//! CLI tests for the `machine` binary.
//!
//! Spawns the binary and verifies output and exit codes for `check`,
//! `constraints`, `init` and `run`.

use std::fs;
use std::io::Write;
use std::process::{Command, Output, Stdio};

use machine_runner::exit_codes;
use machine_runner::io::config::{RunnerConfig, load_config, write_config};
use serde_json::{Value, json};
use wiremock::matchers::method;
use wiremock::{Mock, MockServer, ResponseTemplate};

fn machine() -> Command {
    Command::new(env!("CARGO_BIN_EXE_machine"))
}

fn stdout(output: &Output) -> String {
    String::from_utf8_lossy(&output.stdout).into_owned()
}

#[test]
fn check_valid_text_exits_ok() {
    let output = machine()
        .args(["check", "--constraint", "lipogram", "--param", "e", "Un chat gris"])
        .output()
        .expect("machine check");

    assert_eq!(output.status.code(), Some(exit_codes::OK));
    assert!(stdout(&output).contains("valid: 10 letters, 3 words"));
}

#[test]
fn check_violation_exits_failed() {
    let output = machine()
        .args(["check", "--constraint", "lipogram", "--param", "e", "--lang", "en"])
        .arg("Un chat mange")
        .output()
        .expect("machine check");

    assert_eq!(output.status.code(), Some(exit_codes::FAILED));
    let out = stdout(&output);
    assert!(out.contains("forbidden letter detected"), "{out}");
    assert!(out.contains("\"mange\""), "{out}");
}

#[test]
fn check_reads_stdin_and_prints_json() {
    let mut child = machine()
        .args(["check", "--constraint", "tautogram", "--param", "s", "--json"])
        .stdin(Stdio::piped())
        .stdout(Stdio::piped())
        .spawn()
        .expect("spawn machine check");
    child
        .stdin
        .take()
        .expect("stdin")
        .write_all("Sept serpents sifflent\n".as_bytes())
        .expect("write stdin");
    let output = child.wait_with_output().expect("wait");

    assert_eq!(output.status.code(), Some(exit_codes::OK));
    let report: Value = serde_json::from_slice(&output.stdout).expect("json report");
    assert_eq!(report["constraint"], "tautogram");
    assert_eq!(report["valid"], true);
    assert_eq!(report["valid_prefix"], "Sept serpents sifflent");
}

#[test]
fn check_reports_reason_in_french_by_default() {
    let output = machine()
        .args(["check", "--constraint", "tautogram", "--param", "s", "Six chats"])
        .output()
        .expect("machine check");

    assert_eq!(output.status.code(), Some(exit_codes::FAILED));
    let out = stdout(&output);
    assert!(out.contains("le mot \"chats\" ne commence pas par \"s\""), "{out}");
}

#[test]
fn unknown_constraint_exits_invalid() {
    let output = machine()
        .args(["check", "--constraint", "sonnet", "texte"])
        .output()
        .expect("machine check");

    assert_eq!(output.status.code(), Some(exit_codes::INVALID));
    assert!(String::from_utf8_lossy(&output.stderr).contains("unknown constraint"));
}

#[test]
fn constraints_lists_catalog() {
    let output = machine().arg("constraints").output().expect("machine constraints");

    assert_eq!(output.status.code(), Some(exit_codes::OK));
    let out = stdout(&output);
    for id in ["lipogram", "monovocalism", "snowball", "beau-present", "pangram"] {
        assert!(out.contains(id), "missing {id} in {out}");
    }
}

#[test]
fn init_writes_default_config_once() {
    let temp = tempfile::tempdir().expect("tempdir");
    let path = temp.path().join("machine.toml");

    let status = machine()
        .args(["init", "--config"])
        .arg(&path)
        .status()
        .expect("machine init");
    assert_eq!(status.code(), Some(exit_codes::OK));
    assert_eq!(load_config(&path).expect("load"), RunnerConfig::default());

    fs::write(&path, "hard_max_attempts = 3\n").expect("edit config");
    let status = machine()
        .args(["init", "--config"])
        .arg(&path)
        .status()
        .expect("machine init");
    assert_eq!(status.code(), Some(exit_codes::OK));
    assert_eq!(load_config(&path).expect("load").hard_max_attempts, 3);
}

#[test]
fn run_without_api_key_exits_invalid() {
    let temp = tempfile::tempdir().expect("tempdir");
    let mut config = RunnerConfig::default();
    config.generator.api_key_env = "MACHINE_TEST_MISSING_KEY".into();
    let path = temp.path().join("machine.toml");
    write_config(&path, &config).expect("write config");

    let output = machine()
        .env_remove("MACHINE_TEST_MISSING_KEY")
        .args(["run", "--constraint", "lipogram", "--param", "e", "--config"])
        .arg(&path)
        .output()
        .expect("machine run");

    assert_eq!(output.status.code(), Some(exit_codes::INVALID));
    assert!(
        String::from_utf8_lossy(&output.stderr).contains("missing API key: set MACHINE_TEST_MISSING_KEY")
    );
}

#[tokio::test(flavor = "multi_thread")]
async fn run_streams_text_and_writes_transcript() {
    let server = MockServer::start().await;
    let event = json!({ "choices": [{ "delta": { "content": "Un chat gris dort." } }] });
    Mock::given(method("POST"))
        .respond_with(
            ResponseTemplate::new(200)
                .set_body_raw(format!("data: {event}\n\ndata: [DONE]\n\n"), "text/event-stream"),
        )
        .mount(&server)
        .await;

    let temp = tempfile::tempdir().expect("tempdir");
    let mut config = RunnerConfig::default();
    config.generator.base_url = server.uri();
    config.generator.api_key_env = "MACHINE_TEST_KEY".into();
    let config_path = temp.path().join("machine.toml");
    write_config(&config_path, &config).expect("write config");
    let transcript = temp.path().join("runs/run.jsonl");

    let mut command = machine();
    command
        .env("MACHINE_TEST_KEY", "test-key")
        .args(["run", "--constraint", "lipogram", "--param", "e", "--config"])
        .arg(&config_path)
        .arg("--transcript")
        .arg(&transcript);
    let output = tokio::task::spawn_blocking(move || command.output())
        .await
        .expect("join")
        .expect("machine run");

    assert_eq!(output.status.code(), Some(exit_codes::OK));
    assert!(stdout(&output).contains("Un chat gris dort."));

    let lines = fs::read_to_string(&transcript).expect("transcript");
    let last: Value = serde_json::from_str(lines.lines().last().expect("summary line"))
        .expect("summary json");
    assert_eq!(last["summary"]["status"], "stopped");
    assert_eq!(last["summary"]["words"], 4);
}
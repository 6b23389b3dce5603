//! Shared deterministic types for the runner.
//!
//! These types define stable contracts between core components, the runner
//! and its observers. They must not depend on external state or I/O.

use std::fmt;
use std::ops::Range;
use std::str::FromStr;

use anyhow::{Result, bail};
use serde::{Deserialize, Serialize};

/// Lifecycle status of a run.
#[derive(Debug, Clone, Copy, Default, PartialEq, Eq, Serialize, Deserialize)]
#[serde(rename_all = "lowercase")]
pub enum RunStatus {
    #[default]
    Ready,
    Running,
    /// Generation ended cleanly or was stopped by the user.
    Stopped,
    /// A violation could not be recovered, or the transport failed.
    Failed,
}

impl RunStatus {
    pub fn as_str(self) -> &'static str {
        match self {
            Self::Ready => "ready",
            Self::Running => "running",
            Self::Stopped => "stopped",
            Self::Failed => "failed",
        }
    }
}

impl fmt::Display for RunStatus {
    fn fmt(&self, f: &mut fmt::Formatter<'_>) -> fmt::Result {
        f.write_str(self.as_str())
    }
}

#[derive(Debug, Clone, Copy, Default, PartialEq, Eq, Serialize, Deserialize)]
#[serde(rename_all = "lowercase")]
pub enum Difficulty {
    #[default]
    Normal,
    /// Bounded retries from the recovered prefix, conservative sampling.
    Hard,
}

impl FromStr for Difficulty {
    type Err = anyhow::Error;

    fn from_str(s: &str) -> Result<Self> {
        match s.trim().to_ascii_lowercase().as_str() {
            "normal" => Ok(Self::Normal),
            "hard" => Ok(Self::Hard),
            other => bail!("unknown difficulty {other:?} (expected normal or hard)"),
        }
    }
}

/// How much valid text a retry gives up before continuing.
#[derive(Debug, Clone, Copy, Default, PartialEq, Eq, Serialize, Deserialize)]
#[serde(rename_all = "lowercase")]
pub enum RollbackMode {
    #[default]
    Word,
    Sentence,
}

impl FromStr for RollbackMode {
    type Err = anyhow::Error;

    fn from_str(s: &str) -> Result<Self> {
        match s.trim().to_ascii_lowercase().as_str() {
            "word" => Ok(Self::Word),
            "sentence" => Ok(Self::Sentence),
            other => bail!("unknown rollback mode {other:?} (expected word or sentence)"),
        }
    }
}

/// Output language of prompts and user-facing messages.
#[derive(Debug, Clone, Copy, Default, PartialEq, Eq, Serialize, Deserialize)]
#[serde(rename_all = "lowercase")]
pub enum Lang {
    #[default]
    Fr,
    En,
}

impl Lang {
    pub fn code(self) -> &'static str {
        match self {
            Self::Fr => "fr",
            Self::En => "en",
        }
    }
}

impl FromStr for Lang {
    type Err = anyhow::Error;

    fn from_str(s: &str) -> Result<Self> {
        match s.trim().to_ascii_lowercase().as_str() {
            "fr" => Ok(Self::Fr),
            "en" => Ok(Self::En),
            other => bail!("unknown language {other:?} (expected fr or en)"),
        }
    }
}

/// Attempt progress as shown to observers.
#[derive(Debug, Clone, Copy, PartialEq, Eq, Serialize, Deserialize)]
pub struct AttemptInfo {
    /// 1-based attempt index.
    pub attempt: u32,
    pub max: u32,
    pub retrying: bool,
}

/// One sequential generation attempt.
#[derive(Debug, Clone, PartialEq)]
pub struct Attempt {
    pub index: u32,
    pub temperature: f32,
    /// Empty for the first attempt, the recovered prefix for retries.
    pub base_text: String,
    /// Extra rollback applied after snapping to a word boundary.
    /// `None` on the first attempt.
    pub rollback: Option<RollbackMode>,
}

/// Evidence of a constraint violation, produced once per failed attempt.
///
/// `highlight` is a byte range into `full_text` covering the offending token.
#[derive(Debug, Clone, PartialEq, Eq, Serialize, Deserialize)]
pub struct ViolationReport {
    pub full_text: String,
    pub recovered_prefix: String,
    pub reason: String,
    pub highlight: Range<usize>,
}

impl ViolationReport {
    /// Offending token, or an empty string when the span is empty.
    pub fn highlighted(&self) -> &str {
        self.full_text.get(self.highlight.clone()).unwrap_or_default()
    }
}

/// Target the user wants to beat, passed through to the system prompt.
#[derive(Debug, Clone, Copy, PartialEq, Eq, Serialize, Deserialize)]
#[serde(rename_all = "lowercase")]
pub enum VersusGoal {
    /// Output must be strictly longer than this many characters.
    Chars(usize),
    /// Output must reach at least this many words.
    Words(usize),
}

•••••

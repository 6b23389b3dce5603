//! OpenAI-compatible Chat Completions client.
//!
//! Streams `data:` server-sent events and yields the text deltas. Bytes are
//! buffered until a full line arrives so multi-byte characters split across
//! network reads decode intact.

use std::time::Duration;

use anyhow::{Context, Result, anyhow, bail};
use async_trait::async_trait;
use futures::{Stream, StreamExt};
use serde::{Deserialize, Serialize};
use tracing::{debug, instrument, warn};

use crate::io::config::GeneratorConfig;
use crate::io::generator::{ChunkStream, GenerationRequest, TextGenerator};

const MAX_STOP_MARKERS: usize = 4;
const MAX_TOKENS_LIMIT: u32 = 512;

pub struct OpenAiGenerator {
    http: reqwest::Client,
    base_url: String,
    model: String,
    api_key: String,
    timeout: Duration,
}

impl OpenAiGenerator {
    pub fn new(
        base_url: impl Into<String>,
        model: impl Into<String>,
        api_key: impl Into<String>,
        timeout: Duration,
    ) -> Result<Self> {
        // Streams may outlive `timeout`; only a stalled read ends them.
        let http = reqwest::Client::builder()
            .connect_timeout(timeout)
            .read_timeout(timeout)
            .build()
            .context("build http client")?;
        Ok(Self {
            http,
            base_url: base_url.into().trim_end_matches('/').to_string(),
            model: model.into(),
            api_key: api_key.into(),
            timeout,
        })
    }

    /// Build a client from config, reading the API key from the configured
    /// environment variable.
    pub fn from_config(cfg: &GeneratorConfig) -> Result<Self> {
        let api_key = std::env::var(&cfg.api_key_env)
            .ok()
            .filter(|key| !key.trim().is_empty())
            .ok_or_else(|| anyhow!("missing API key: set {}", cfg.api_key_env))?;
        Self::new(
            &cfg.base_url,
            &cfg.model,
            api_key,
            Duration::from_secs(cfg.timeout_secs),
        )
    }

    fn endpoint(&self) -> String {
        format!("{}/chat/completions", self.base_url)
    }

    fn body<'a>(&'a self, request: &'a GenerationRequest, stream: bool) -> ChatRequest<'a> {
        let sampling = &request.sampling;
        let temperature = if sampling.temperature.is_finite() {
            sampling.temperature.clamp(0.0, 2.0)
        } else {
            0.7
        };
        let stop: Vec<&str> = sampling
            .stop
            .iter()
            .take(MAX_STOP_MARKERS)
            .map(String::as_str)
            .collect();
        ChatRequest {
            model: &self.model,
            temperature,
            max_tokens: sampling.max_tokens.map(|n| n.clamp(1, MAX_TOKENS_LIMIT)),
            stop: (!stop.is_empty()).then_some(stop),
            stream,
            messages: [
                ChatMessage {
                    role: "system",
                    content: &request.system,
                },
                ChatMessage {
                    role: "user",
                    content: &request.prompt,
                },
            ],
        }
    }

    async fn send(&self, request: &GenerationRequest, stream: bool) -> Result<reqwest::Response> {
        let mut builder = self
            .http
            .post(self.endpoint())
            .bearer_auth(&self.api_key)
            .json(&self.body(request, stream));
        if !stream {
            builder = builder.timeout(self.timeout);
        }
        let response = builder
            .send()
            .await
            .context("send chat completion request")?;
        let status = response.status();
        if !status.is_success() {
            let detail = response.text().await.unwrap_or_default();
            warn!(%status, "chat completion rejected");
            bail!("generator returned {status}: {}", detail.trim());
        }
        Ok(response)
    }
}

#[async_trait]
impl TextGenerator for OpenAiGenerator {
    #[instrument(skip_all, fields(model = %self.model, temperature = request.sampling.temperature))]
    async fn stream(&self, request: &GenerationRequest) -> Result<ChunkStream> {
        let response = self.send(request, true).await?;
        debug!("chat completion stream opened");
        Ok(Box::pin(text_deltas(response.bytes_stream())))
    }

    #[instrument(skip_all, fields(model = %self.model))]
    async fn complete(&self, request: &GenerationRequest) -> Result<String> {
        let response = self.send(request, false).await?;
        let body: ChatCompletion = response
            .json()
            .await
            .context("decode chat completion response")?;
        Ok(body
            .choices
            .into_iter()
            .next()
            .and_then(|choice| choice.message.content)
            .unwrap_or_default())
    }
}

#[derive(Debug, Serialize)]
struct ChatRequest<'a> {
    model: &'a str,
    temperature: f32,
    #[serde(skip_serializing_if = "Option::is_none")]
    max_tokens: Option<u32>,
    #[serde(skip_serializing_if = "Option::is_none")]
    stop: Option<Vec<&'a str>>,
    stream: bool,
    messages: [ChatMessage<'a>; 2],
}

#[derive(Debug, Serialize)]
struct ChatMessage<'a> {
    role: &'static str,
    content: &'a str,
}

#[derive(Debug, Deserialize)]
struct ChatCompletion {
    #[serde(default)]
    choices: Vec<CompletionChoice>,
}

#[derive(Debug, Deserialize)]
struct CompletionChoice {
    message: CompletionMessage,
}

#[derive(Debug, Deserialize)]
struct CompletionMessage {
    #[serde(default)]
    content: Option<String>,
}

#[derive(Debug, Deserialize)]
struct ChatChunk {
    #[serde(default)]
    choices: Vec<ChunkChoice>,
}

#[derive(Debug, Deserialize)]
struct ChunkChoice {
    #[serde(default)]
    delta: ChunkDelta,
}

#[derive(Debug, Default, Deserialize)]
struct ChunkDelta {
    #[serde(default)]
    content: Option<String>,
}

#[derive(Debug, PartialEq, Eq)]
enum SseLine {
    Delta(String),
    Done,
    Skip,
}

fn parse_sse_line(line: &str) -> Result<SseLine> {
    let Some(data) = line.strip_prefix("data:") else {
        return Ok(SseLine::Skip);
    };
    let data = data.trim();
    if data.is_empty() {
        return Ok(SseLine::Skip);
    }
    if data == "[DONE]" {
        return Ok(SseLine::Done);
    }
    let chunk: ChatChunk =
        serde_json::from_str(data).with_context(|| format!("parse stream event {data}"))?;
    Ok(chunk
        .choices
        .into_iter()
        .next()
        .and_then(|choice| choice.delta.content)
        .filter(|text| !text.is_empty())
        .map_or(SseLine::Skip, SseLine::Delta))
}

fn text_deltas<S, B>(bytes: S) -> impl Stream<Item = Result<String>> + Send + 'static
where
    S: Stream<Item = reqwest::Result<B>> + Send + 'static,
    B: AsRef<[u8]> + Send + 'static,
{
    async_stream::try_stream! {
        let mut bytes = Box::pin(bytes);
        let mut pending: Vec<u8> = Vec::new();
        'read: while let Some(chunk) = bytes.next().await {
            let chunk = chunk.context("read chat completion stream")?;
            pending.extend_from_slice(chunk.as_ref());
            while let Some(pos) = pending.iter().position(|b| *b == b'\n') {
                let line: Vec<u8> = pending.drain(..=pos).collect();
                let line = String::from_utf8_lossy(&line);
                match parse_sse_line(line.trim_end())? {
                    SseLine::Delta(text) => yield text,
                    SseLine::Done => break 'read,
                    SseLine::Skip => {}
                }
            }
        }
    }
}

•••••

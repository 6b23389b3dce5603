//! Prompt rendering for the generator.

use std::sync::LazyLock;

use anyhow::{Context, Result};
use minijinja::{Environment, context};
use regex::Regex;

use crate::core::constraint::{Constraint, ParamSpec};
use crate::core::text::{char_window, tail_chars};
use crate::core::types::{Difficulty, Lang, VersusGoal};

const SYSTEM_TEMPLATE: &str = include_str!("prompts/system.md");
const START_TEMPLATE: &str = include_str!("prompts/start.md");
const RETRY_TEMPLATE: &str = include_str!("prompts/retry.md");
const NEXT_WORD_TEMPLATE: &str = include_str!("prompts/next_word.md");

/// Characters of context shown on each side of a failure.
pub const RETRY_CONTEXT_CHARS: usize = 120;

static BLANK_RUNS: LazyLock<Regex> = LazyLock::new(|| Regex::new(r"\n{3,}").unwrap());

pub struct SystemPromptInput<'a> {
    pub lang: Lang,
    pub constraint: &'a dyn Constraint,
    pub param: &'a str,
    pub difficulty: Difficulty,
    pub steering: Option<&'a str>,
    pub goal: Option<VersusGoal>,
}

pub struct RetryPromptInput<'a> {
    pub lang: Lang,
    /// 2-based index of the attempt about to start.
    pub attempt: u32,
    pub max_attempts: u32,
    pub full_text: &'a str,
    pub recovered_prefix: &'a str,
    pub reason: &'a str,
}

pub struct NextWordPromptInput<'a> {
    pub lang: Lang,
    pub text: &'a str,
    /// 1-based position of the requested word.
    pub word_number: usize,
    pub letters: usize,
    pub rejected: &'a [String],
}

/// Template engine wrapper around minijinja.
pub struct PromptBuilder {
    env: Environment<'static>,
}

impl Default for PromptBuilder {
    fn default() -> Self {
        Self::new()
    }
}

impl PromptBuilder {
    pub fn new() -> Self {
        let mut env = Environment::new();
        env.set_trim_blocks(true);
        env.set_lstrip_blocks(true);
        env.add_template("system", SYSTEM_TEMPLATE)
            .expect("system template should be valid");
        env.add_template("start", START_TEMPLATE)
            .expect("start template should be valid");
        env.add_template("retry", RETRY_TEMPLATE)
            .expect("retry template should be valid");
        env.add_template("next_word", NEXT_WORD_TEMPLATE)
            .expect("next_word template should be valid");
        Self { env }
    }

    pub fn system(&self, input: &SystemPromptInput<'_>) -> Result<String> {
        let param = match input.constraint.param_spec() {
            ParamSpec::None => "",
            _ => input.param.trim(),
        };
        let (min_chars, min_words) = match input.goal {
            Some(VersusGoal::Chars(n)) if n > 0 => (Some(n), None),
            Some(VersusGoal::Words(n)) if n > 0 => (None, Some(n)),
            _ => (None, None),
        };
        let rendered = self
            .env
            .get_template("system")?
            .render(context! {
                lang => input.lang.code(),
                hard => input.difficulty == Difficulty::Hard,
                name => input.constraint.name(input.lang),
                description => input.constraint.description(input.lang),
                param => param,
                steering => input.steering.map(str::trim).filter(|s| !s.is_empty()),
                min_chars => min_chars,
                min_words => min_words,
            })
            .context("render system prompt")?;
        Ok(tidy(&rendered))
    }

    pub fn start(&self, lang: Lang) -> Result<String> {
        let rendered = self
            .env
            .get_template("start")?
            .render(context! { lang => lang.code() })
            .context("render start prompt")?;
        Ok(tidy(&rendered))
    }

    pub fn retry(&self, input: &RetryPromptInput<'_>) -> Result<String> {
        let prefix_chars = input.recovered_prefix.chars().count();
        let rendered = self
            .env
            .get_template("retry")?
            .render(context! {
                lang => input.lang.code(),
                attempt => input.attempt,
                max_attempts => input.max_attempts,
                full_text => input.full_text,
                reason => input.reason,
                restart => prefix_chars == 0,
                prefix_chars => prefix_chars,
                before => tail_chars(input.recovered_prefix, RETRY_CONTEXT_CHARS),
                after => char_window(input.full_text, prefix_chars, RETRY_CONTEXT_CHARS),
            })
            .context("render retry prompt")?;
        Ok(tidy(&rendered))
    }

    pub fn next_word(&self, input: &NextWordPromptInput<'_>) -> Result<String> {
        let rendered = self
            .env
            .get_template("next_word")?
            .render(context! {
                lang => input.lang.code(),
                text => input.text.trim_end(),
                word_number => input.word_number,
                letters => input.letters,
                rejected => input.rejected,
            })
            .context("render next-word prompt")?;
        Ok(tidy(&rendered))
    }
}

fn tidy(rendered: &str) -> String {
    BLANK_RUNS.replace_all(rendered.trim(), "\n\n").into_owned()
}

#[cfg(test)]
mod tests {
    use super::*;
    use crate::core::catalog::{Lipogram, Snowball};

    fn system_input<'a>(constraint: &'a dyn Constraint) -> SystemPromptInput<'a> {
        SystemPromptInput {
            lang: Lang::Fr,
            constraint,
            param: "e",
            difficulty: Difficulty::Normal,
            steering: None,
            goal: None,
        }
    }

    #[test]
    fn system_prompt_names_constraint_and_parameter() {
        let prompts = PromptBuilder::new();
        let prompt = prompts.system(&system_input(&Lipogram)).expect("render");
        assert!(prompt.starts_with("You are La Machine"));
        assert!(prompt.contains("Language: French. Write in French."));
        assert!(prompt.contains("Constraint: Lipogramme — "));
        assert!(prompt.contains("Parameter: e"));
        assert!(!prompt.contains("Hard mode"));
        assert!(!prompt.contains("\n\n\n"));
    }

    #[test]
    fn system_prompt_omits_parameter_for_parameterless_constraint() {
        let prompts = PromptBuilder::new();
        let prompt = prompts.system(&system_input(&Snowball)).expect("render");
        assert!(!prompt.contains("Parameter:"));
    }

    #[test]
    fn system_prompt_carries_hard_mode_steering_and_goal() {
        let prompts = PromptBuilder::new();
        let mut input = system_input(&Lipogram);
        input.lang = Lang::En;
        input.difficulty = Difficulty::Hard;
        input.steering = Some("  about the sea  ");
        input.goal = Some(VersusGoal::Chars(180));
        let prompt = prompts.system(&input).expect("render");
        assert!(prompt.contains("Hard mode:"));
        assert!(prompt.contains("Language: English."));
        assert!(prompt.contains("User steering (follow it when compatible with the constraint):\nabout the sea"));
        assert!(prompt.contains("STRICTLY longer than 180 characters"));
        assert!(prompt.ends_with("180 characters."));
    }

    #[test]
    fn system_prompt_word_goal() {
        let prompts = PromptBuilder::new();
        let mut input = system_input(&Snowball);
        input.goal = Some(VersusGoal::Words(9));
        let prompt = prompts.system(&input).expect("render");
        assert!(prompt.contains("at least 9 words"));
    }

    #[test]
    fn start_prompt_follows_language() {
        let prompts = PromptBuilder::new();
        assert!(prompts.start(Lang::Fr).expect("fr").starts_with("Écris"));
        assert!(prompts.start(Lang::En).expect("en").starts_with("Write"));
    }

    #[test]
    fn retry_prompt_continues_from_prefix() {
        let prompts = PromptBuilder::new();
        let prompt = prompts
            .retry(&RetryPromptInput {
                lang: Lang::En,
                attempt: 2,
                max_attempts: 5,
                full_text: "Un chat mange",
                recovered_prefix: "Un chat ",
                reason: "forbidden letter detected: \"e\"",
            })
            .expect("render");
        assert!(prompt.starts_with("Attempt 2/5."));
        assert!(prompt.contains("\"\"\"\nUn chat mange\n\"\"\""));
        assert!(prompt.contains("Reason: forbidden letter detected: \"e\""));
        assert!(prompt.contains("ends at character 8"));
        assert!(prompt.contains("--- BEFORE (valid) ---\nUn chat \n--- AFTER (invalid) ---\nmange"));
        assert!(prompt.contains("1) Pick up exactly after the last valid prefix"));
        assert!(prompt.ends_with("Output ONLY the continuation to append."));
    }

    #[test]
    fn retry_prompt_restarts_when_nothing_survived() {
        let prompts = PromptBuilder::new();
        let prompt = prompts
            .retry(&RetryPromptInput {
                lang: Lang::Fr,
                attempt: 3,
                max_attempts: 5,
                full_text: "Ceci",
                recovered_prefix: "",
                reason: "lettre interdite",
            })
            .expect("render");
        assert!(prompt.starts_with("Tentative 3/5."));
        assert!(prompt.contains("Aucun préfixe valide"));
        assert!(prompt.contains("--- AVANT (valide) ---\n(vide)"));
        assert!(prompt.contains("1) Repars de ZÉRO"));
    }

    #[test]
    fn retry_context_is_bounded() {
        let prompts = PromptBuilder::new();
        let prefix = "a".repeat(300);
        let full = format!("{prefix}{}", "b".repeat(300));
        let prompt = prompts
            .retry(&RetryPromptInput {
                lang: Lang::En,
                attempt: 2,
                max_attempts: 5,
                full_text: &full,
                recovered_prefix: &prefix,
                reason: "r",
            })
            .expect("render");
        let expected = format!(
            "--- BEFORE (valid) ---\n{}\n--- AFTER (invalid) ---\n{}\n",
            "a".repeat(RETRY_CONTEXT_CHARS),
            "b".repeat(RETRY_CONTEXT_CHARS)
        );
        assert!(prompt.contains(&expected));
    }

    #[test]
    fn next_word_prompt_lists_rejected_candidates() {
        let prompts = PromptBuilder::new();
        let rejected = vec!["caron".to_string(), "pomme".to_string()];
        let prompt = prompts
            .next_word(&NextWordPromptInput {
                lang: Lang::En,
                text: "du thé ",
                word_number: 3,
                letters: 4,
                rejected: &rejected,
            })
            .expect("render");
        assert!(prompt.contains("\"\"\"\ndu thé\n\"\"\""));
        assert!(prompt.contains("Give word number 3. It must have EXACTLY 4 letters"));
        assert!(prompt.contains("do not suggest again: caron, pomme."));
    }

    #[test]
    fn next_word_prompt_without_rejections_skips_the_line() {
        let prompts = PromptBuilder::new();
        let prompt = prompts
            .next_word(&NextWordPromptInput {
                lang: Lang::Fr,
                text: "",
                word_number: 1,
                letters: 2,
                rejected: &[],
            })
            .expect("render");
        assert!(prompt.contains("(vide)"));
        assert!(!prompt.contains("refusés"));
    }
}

•••••

What you are asked to do. Search the data above for the string "Regex" and copy each line that has it.

Reply to the exercise.
use regex::Regex;
static BLANK_RUNS: LazyLock<Regex> = LazyLock::new(|| Regex::new(r"\n{3,}").unwrap());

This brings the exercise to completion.